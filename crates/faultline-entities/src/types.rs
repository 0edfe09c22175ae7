use sea_orm::{DeriveActiveEnum, EnumIter};
use serde::{Deserialize, Serialize};
use std::fmt::Display;

/// Deployment environment an exception was reported from.
///
/// SDK payloads use free-form environment strings; `from_sdk_value` is the
/// lossy lookup table used by the normalizer. Unknown values fall back to
/// `Production` at the call site.
/// NOTE: Use db_type = "Text" for SQLite compatibility.
#[derive(Debug, Clone, Copy, PartialEq, Eq, Serialize, Deserialize, DeriveActiveEnum, EnumIter)]
#[sea_orm(rs_type = "String", db_type = "Text")]
pub enum Environment {
    #[sea_orm(string_value = "production")]
    Production,
    #[sea_orm(string_value = "staging")]
    Staging,
    #[sea_orm(string_value = "development")]
    Development,
}

impl Display for Environment {
    fn fmt(&self, f: &mut std::fmt::Formatter<'_>) -> std::fmt::Result {
        write!(f, "{}", self.as_str())
    }
}

impl Environment {
    pub fn as_str(&self) -> &'static str {
        match self {
            Environment::Production => "production",
            Environment::Staging => "staging",
            Environment::Development => "development",
        }
    }

    /// Case-insensitive lookup over the vendor aliases SDKs send.
    pub fn from_sdk_value(s: &str) -> Option<Self> {
        match s.to_lowercase().as_str() {
            "production" | "prod" => Some(Environment::Production),
            "staging" | "stage" => Some(Environment::Staging),
            "development" | "dev" | "test" => Some(Environment::Development),
            _ => None,
        }
    }
}

/// SDK platform/framework the reporting client runs on.
/// NOTE: Use db_type = "Text" for SQLite compatibility.
#[derive(Debug, Clone, Copy, PartialEq, Eq, Serialize, Deserialize, DeriveActiveEnum, EnumIter)]
#[sea_orm(rs_type = "String", db_type = "Text")]
pub enum Platform {
    #[sea_orm(string_value = "react")]
    React,
    #[sea_orm(string_value = "react_native")]
    ReactNative,
    #[sea_orm(string_value = "expo")]
    Expo,
    #[sea_orm(string_value = "node_js")]
    NodeJs,
    #[sea_orm(string_value = "nest_js")]
    NestJs,
    #[sea_orm(string_value = "next_js")]
    NextJs,
    #[sea_orm(string_value = "python")]
    Python,
    #[sea_orm(string_value = "java")]
    Java,
}

impl Display for Platform {
    fn fmt(&self, f: &mut std::fmt::Formatter<'_>) -> std::fmt::Result {
        write!(f, "{}", self.as_str())
    }
}

impl Platform {
    pub fn as_str(&self) -> &'static str {
        match self {
            Platform::React => "react",
            Platform::ReactNative => "react_native",
            Platform::Expo => "expo",
            Platform::NodeJs => "node_js",
            Platform::NestJs => "nest_js",
            Platform::NextJs => "next_js",
            Platform::Python => "python",
            Platform::Java => "java",
        }
    }

    /// Case-insensitive lookup over the vendor platform names SDKs send.
    /// Unrecognized platforms stay unset rather than failing normalization.
    pub fn from_sdk_value(s: &str) -> Option<Self> {
        match s.to_lowercase().as_str() {
            "javascript" | "browser" | "react" => Some(Platform::React),
            "react-native" => Some(Platform::ReactNative),
            "expo" => Some(Platform::Expo),
            "node" | "nodejs" => Some(Platform::NodeJs),
            "nestjs" => Some(Platform::NestJs),
            "nextjs" => Some(Platform::NextJs),
            "python" => Some(Platform::Python),
            "java" => Some(Platform::Java),
            _ => None,
        }
    }
}

/// Lifecycle status of an issue.
/// NOTE: Use db_type = "Text" for SQLite compatibility.
#[derive(Debug, Clone, Copy, PartialEq, Eq, Serialize, Deserialize, DeriveActiveEnum, EnumIter)]
#[sea_orm(rs_type = "String", db_type = "Text")]
pub enum IssueStatus {
    #[sea_orm(string_value = "open")]
    Open,
    #[sea_orm(string_value = "resolved")]
    Resolved,
    #[sea_orm(string_value = "ignored")]
    Ignored,
}

impl Display for IssueStatus {
    fn fmt(&self, f: &mut std::fmt::Formatter<'_>) -> std::fmt::Result {
        write!(f, "{}", self.as_str())
    }
}

impl IssueStatus {
    pub fn as_str(&self) -> &'static str {
        match self {
            IssueStatus::Open => "open",
            IssueStatus::Resolved => "resolved",
            IssueStatus::Ignored => "ignored",
        }
    }

    pub fn from_str(s: &str) -> Option<Self> {
        match s {
            "open" => Some(IssueStatus::Open),
            "resolved" => Some(IssueStatus::Resolved),
            "ignored" => Some(IssueStatus::Ignored),
            _ => None,
        }
    }
}

/// Issue severity. New issues start at `Medium`.
/// NOTE: Use db_type = "Text" for SQLite compatibility.
#[derive(Debug, Clone, Copy, PartialEq, Eq, Serialize, Deserialize, DeriveActiveEnum, EnumIter)]
#[sea_orm(rs_type = "String", db_type = "Text")]
pub enum Severity {
    #[sea_orm(string_value = "low")]
    Low,
    #[sea_orm(string_value = "medium")]
    Medium,
    #[sea_orm(string_value = "high")]
    High,
    #[sea_orm(string_value = "critical")]
    Critical,
}

impl Display for Severity {
    fn fmt(&self, f: &mut std::fmt::Formatter<'_>) -> std::fmt::Result {
        write!(f, "{}", self.as_str())
    }
}

impl Severity {
    pub fn as_str(&self) -> &'static str {
        match self {
            Severity::Low => "low",
            Severity::Medium => "medium",
            Severity::High => "high",
            Severity::Critical => "critical",
        }
    }

    pub fn from_str(s: &str) -> Option<Self> {
        match s {
            "low" => Some(Severity::Low),
            "medium" => Some(Severity::Medium),
            "high" => Some(Severity::High),
            "critical" => Some(Severity::Critical),
            _ => None,
        }
    }
}

/// HTTP verb captured in an exception's request context.
/// NOTE: Use db_type = "Text" for SQLite compatibility.
#[derive(Debug, Clone, Copy, PartialEq, Eq, Serialize, Deserialize, DeriveActiveEnum, EnumIter)]
#[sea_orm(rs_type = "String", db_type = "Text")]
pub enum HttpMethod {
    #[sea_orm(string_value = "GET")]
    Get,
    #[sea_orm(string_value = "POST")]
    Post,
    #[sea_orm(string_value = "PUT")]
    Put,
    #[sea_orm(string_value = "DELETE")]
    Delete,
    #[sea_orm(string_value = "PATCH")]
    Patch,
    #[sea_orm(string_value = "OPTIONS")]
    Options,
    #[sea_orm(string_value = "HEAD")]
    Head,
}

impl Display for HttpMethod {
    fn fmt(&self, f: &mut std::fmt::Formatter<'_>) -> std::fmt::Result {
        write!(f, "{}", self.as_str())
    }
}

impl HttpMethod {
    pub fn as_str(&self) -> &'static str {
        match self {
            HttpMethod::Get => "GET",
            HttpMethod::Post => "POST",
            HttpMethod::Put => "PUT",
            HttpMethod::Delete => "DELETE",
            HttpMethod::Patch => "PATCH",
            HttpMethod::Options => "OPTIONS",
            HttpMethod::Head => "HEAD",
        }
    }

    /// Case-insensitive parse; anything that is not a known verb stays unset.
    pub fn from_sdk_value(s: &str) -> Option<Self> {
        match s.to_uppercase().as_str() {
            "GET" => Some(HttpMethod::Get),
            "POST" => Some(HttpMethod::Post),
            "PUT" => Some(HttpMethod::Put),
            "DELETE" => Some(HttpMethod::Delete),
            "PATCH" => Some(HttpMethod::Patch),
            "OPTIONS" => Some(HttpMethod::Options),
            "HEAD" => Some(HttpMethod::Head),
            _ => None,
        }
    }
}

::::::::

Aim of the task —
Write out only the lines from the very start of the entries above to the line that includes "aliases SDKs send.", both ends included, each one unchanged.

Answer for this exercise —
filename crates/faultline-entities/src/types.rs
repository 0edfe09c22175ae7
use sea_orm::{DeriveActiveEnum, EnumIter};
use serde::{Deserialize, Serialize};
use std::fmt::Display;

/// Deployment environment an exception was reported from.
///
/// SDK payloads use free-form environment strings; `from_sdk_value` is the
/// lossy lookup table used by the normalizer. Unknown values fall back to
/// `Production` at the call site.
/// NOTE: Use db_type = "Text" for SQLite compatibility.
#[derive(Debug, Clone, Copy, PartialEq, Eq, Serialize, Deserialize, DeriveActiveEnum, EnumIter)]
#[sea_orm(rs_type = "String", db_type = "Text")]
pub enum Environment {
    #[sea_orm(string_value = "production")]
    Production,
    #[sea_orm(string_value = "staging")]
    Staging,
    #[sea_orm(string_value = "development")]
    Development,
}

impl Display for Environment {
    fn fmt(&self, f: &mut std::fmt::Formatter<'_>) -> std::fmt::Result {
        write!(f, "{}", self.as_str())
    }
}

impl Environment {
    pub fn as_str(&self) -> &'static str {
        match self {
            Environment::Production => "production",
            Environment::Staging => "staging",
            Environment::Development => "development",
        }
    }

    /// Case-insensitive lookup over the vendor aliases SDKs send.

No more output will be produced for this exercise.